• How to complete this task:
The answer must be every line from the entries below that includes "ProfileRole".

[[ Recorded data open ]]

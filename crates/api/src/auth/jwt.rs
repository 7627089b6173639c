//! HS256 access tokens carrying the caller's user id, role and profile.

use jsonwebtoken::{decode, encode, DecodingKey, EncodingKey, Header, Validation};
use serde::{Deserialize, Serialize};
use sitelink_core::roles::ProfileRole;
use sitelink_core::types::DbId;
use uuid::Uuid;

/// JWT claims embedded in every access token.
#[derive(Debug, Serialize, Deserialize, Clone)]
pub struct Claims {
    /// Subject: the user id.
    pub sub: DbId,
    /// Profile role, `general_contractor` or `trade`.
    pub role: ProfileRole,
    /// The caller's profile, absent until onboarding finished.
    #[serde(default)]
    pub profile_id: Option<DbId>,
    /// Expiration time (UTC Unix timestamp).
    pub exp: i64,
    /// Issued-at time (UTC Unix timestamp).
    pub iat: i64,
    /// Unique token identifier.
    pub jti: String,
}

/// Configuration for JWT token validation.
#[derive(Debug, Clone)]
pub struct JwtConfig {
    /// HMAC-SHA256 secret shared with the identity service.
    pub secret: String,
    /// Lifetime of tokens minted by [`generate_access_token`], in minutes.
    pub access_token_expiry_mins: i64,
}

/// Default access token expiry in minutes.
pub const DEFAULT_ACCESS_EXPIRY_MINS: i64 = 60;

/// Mint an HS256 access token.
pub fn generate_access_token(
    user_id: DbId,
    role: ProfileRole,
    profile_id: Option<DbId>,
    config: &JwtConfig,
) -> Result<String, jsonwebtoken::errors::Error> {
    let now = chrono::Utc::now().timestamp();
    let claims = Claims {
        sub: user_id,
        role,
        profile_id,
        exp: now + config.access_token_expiry_mins * 60,
        iat: now,
        jti: Uuid::new_v4().to_string(),
    };

    encode(
        &Header::default(),
        &claims,
        &EncodingKey::from_secret(config.secret.as_bytes()),
    )
}

/// Validate signature and expiry, returning the embedded [`Claims`].
pub fn validate_token(
    token: &str,
    config: &JwtConfig,
) -> Result<Claims, jsonwebtoken::errors::Error> {
    let token_data = decode::<Claims>(
        token,
        &DecodingKey::from_secret(config.secret.as_bytes()),
        &Validation::default(),
    )?;
    Ok(token_data.claims)
}

#[cfg(test)]
mod tests {
    use super::*;

    fn test_config() -> JwtConfig {
        JwtConfig {
            secret: "test-secret-that-is-long-enough-for-hmac".to_string(),
            access_token_expiry_mins: 15,
        }
    }

    #[test]
    fn round_trip_keeps_role_and_profile() {
        let config = test_config();
        let token = generate_access_token(42, ProfileRole::Trade, Some(7), &config).unwrap();

        let claims = validate_token(&token, &config).unwrap();
        assert_eq!(claims.sub, 42);
        assert_eq!(claims.role, ProfileRole::Trade);
        assert_eq!(claims.profile_id, Some(7));
        assert!(claims.exp > claims.iat);
    }

    #[test]
    fn expired_token_fails() {
        let config = test_config();
        let now = chrono::Utc::now().timestamp();
        let claims = Claims {
            sub: 1,
            role: ProfileRole::GeneralContractor,
            profile_id: None,
            exp: now - 300,
            iat: now - 600,
            jti: Uuid::new_v4().to_string(),
        };
        let token = encode(
            &Header::default(),
            &claims,
            &EncodingKey::from_secret(config.secret.as_bytes()),
        )
        .unwrap();

        assert!(validate_token(&token, &config).is_err());
    }

    #[test]
    fn different_secret_fails() {
        let token =
            generate_access_token(1, ProfileRole::GeneralContractor, None, &test_config()).unwrap();
        let other = JwtConfig {
            secret: "another-secret".to_string(),
            access_token_expiry_mins: 15,
        };
        assert!(validate_token(&token, &other).is_err());
    }

    #[test]
    fn unknown_role_is_rejected() {
        let config = test_config();
        let now = chrono::Utc::now().timestamp();
        let claims = serde_json::json!({
            "sub": 1, "role": "admin", "exp": now + 600, "iat": now, "jti": "x"
        });
        let token = encode(
            &Header::default(),
            &claims,
            &EncodingKey::from_secret(config.secret.as_bytes()),
        )
        .unwrap();
        assert!(validate_token(&token, &config).is_err());
    }
}
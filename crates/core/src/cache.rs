//! Cache tags and a tag-invalidated query cache.
//!
//! Every service mutation reports the tags it affected; readers cache
//! results under a key plus the tags the result depends on. Invalidating a
//! tag drops every cached entry that depends on it, so no reader needs to
//! know which writers exist.
//!
//! Each tag also carries a generation that every invalidation bumps. A
//! reader stamps its tags before going to the store and stores the result
//! with [`QueryCache::insert_stamped`], which refuses the value if any tag
//! was invalidated in between.

use std::collections::{HashMap, HashSet};
use std::fmt;

use serde::Serialize;

use crate::types::DbId;

/// A unit of data a cached read can depend on.
#[derive(Debug, Clone, Copy, PartialEq, Eq, Hash, Serialize)]
#[serde(tag = "kind", content = "id", rename_all = "snake_case")]
pub enum CacheTag {
    /// Thread list of a project (announcement + project threads).
    ProjectThreads(DbId),
    /// Direct threads owned by a GC user.
    DirectThreads(DbId),
    /// Every thread a trade profile participates in.
    TradeThreads(DbId),
    /// A single thread record.
    Thread(DbId),
    /// Messages of a thread.
    Messages(DbId),
    /// Trades linked to a project.
    ProjectTrades(DbId),
    /// A GC profile's rolodex.
    Rolodex(DbId),
    /// Invites sent by a GC profile.
    Invites(DbId),
    /// Projects mirrored from CompanyCam.
    CompanyCamProjects,
}

impl fmt::Display for CacheTag {
    fn fmt(&self, f: &mut fmt::Formatter<'_>) -> fmt::Result {
        match self {
            CacheTag::ProjectThreads(id) => write!(f, "project_threads:{id}"),
            CacheTag::DirectThreads(id) => write!(f, "direct_threads:{id}"),
            CacheTag::TradeThreads(id) => write!(f, "trade_threads:{id}"),
            CacheTag::Thread(id) => write!(f, "thread:{id}"),
            CacheTag::Messages(id) => write!(f, "messages:{id}"),
            CacheTag::ProjectTrades(id) => write!(f, "project_trades:{id}"),
            CacheTag::Rolodex(id) => write!(f, "rolodex:{id}"),
            CacheTag::Invites(id) => write!(f, "invites:{id}"),
            CacheTag::CompanyCamProjects => f.write_str("companycam_projects"),
        }
    }
}

/// The result of a mutation together with the cache tags it invalidates.
#[derive(Debug, Clone, Serialize)]
pub struct Mutation<T> {
    pub value: T,
    pub invalidates: Vec<CacheTag>,
}

impl<T> Mutation<T> {
    pub fn new(value: T, invalidates: Vec<CacheTag>) -> Self {
        let mut mutation = Self {
            value,
            invalidates: Vec::with_capacity(invalidates.len()),
        };
        mutation.extend_tags(invalidates);
        mutation
    }

    /// Add more affected tags, skipping duplicates.
    pub fn extend_tags(&mut self, tags: impl IntoIterator<Item = CacheTag>) {
        for tag in tags {
            if !self.invalidates.contains(&tag) {
                self.invalidates.push(tag);
            }
        }
    }

    /// Transform the value, keeping the tags.
    pub fn map<U>(self, f: impl FnOnce(T) -> U) -> Mutation<U> {
        Mutation {
            value: f(self.value),
            invalidates: self.invalidates,
        }
    }
}

struct CacheEntry<V> {
    value: V,
    tags: Vec<CacheTag>,
}

/// Tag generations observed before a read.
#[derive(Debug, Clone, PartialEq, Eq)]
pub struct CacheStamp {
    generations: Vec<(CacheTag, u64)>,
}

impl CacheStamp {
    pub fn tags(&self) -> impl Iterator<Item = CacheTag> + '_ {
        self.generations.iter().map(|(tag, _)| *tag)
    }
}

/// Outcome of [`QueryCache::lookup`].
#[derive(Debug, Clone, PartialEq)]
pub enum Lookup<V> {
    Hit(V),
    /// Read the store, then hand the stamp to [`QueryCache::insert_stamped`].
    Miss(CacheStamp),
}

/// In-process query cache keyed by string, invalidated by [`CacheTag`].
///
/// Not internally synchronised; wrap it in a lock to share it.
pub struct QueryCache<V> {
    entries: HashMap<String, CacheEntry<V>>,
    dependents: HashMap<CacheTag, HashSet<String>>,
    generations: HashMap<CacheTag, u64>,
}

impl<V: Clone> QueryCache<V> {
    pub fn new() -> Self {
        Self {
            entries: HashMap::new(),
            dependents: HashMap::new(),
            generations: HashMap::new(),
        }
    }

    pub fn get(&self, key: &str) -> Option<V> {
        self.entries.get(key).map(|entry| entry.value.clone())
    }

    /// Current generations of `tags`.
    pub fn stamp(&self, tags: &[CacheTag]) -> CacheStamp {
        CacheStamp {
            generations: tags.iter().map(|tag| (*tag, self.generation(tag))).collect(),
        }
    }

    /// The cached value for `key`, or a stamp of `tags` for a later
    /// [`insert_stamped`](Self::insert_stamped).
    pub fn lookup(&self, key: &str, tags: &[CacheTag]) -> Lookup<V> {
        match self.get(key) {
            Some(value) => Lookup::Hit(value),
            None => Lookup::Miss(self.stamp(tags)),
        }
    }

    /// Store `value` under `key` with the stamp's tags unless one of them
    /// was invalidated after the stamp was taken. Returns whether the value
    /// was stored.
    pub fn insert_stamped(&mut self, key: impl Into<String>, value: V, stamp: CacheStamp) -> bool {
        if stamp
            .generations
            .iter()
            .any(|(tag, seen)| self.generation(tag) != *seen)
        {
            return false;
        }
        self.insert(key, value, stamp.tags().collect());
        true
    }

    /// Store `value` under `key`, replacing any previous entry.
    pub fn insert(&mut self, key: impl Into<String>, value: V, tags: Vec<CacheTag>) {
        let key = key.into();
        self.remove(&key);
        for tag in &tags {
            self.dependents.entry(*tag).or_default().insert(key.clone());
        }
        self.entries.insert(key, CacheEntry { value, tags });
    }

    /// Drop every entry that depends on any of `tags`. Returns how many
    /// entries were removed.
    pub fn invalidate(&mut self, tags: &[CacheTag]) -> usize {
        for tag in tags {
            *self.generations.entry(*tag).or_insert(0) += 1;
        }
        let keys: HashSet<String> = tags
            .iter()
            .filter_map(|tag| self.dependents.get(tag))
            .flatten()
            .cloned()
            .collect();
        for key in &keys {
            self.remove(key);
        }
        keys.len()
    }

    pub fn len(&self) -> usize {
        self.entries.len()
    }

    pub fn is_empty(&self) -> bool {
        self.entries.is_empty()
    }

    fn generation(&self, tag: &CacheTag) -> u64 {
        self.generations.get(tag).copied().unwrap_or(0)
    }

    fn remove(&mut self, key: &str) {
        let Some(entry) = self.entries.remove(key) else {
            return;
        };
        for tag in entry.tags {
            if let Some(keys) = self.dependents.get_mut(&tag) {
                keys.remove(key);
                if keys.is_empty() {
                    self.dependents.remove(&tag);
                }
            }
        }
    }
}

impl<V: Clone> Default for QueryCache<V> {
    fn default() -> Self {
        Self::new()
    }
}

#[cfg(test)]
mod tests {
    use super::*;

    #[test]
    fn invalidating_a_tag_drops_dependents_only() {
        let mut cache = QueryCache::new();
        cache.insert("threads:1", 1, vec![CacheTag::ProjectThreads(1)]);
        cache.insert("threads:2", 2, vec![CacheTag::ProjectThreads(2)]);

        let removed = cache.invalidate(&[CacheTag::ProjectThreads(1)]);
        assert_eq!(removed, 1);
        assert_eq!(cache.get("threads:1"), None);
        assert_eq!(cache.get("threads:2"), Some(2));
    }

    #[test]
    fn entry_with_several_tags_is_dropped_by_any() {
        let mut cache = QueryCache::new();
        cache.insert(
            "direct:5",
            "list",
            vec![CacheTag::DirectThreads(5), CacheTag::Thread(40)],
        );
        assert_eq!(cache.invalidate(&[CacheTag::Thread(40)]), 1);
        assert!(cache.is_empty());
        // The other tag no longer points at anything.
        assert_eq!(cache.invalidate(&[CacheTag::DirectThreads(5)]), 0);
    }

    #[test]
    fn reinsert_replaces_previous_tags() {
        let mut cache = QueryCache::new();
        cache.insert("k", 1, vec![CacheTag::Messages(1)]);
        cache.insert("k", 2, vec![CacheTag::Messages(2)]);
        assert_eq!(cache.invalidate(&[CacheTag::Messages(1)]), 0);
        assert_eq!(cache.get("k"), Some(2));
        assert_eq!(cache.len(), 1);
    }

    #[test]
    fn read_that_raced_an_invalidation_is_not_stored() {
        let mut cache: QueryCache<i32> = QueryCache::new();
        let Lookup::Miss(stamp) = cache.lookup("messages:7", &[CacheTag::Messages(7)]) else {
            panic!("empty cache must miss");
        };
        // A writer lands between the store read and the insert.
        cache.invalidate(&[CacheTag::Messages(7)]);

        assert!(!cache.insert_stamped("messages:7", 1, stamp));
        assert_eq!(cache.get("messages:7"), None);

        let stamp = cache.stamp(&[CacheTag::Messages(7)]);
        assert!(cache.insert_stamped("messages:7", 2, stamp));
        assert_eq!(
            cache.lookup("messages:7", &[CacheTag::Messages(7)]),
            Lookup::Hit(2)
        );
    }

    #[test]
    fn unrelated_invalidation_keeps_stamp_valid() {
        let mut cache: QueryCache<&str> = QueryCache::new();
        let stamp = cache.stamp(&[CacheTag::Rolodex(1)]);
        cache.invalidate(&[CacheTag::Rolodex(2), CacheTag::Messages(1)]);
        assert!(cache.insert_stamped("rolodex:1", "list", stamp));
        assert_eq!(cache.invalidate(&[CacheTag::Rolodex(1)]), 1);
        assert!(cache.is_empty());
    }

    #[test]
    fn mutation_deduplicates_tags() {
        let mut mutation = Mutation::new((), vec![CacheTag::Thread(1), CacheTag::Thread(1)]);
        mutation.extend_tags([CacheTag::Messages(1), CacheTag::Thread(1)]);
        assert_eq!(
            mutation.invalidates,
            vec![CacheTag::Thread(1), CacheTag::Messages(1)]
        );
    }

    #[test]
    fn tag_display_and_serialization() {
        assert_eq!(CacheTag::ProjectThreads(3).to_string(), "project_threads:3");
        let json = serde_json::to_value(CacheTag::Rolodex(9)).unwrap();
        assert_eq!(json, serde_json::json!({"kind": "rolodex", "id": 9}));
        let json = serde_json::to_value(CacheTag::CompanyCamProjects).unwrap();
        assert_eq!(json, serde_json::json!({"kind": "company_cam_projects"}));
    }
}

[[ Recorded data closed ]]

• Response to the task:
use sitelink_core::roles::ProfileRole;
    pub role: ProfileRole,
    role: ProfileRole,
        let token = generate_access_token(42, ProfileRole::Trade, Some(7), &config).unwrap();
        assert_eq!(claims.role, ProfileRole::Trade);
            role: ProfileRole::GeneralContractor,
            generate_access_token(1, ProfileRole::GeneralContractor, None, &test_config()).unwrap();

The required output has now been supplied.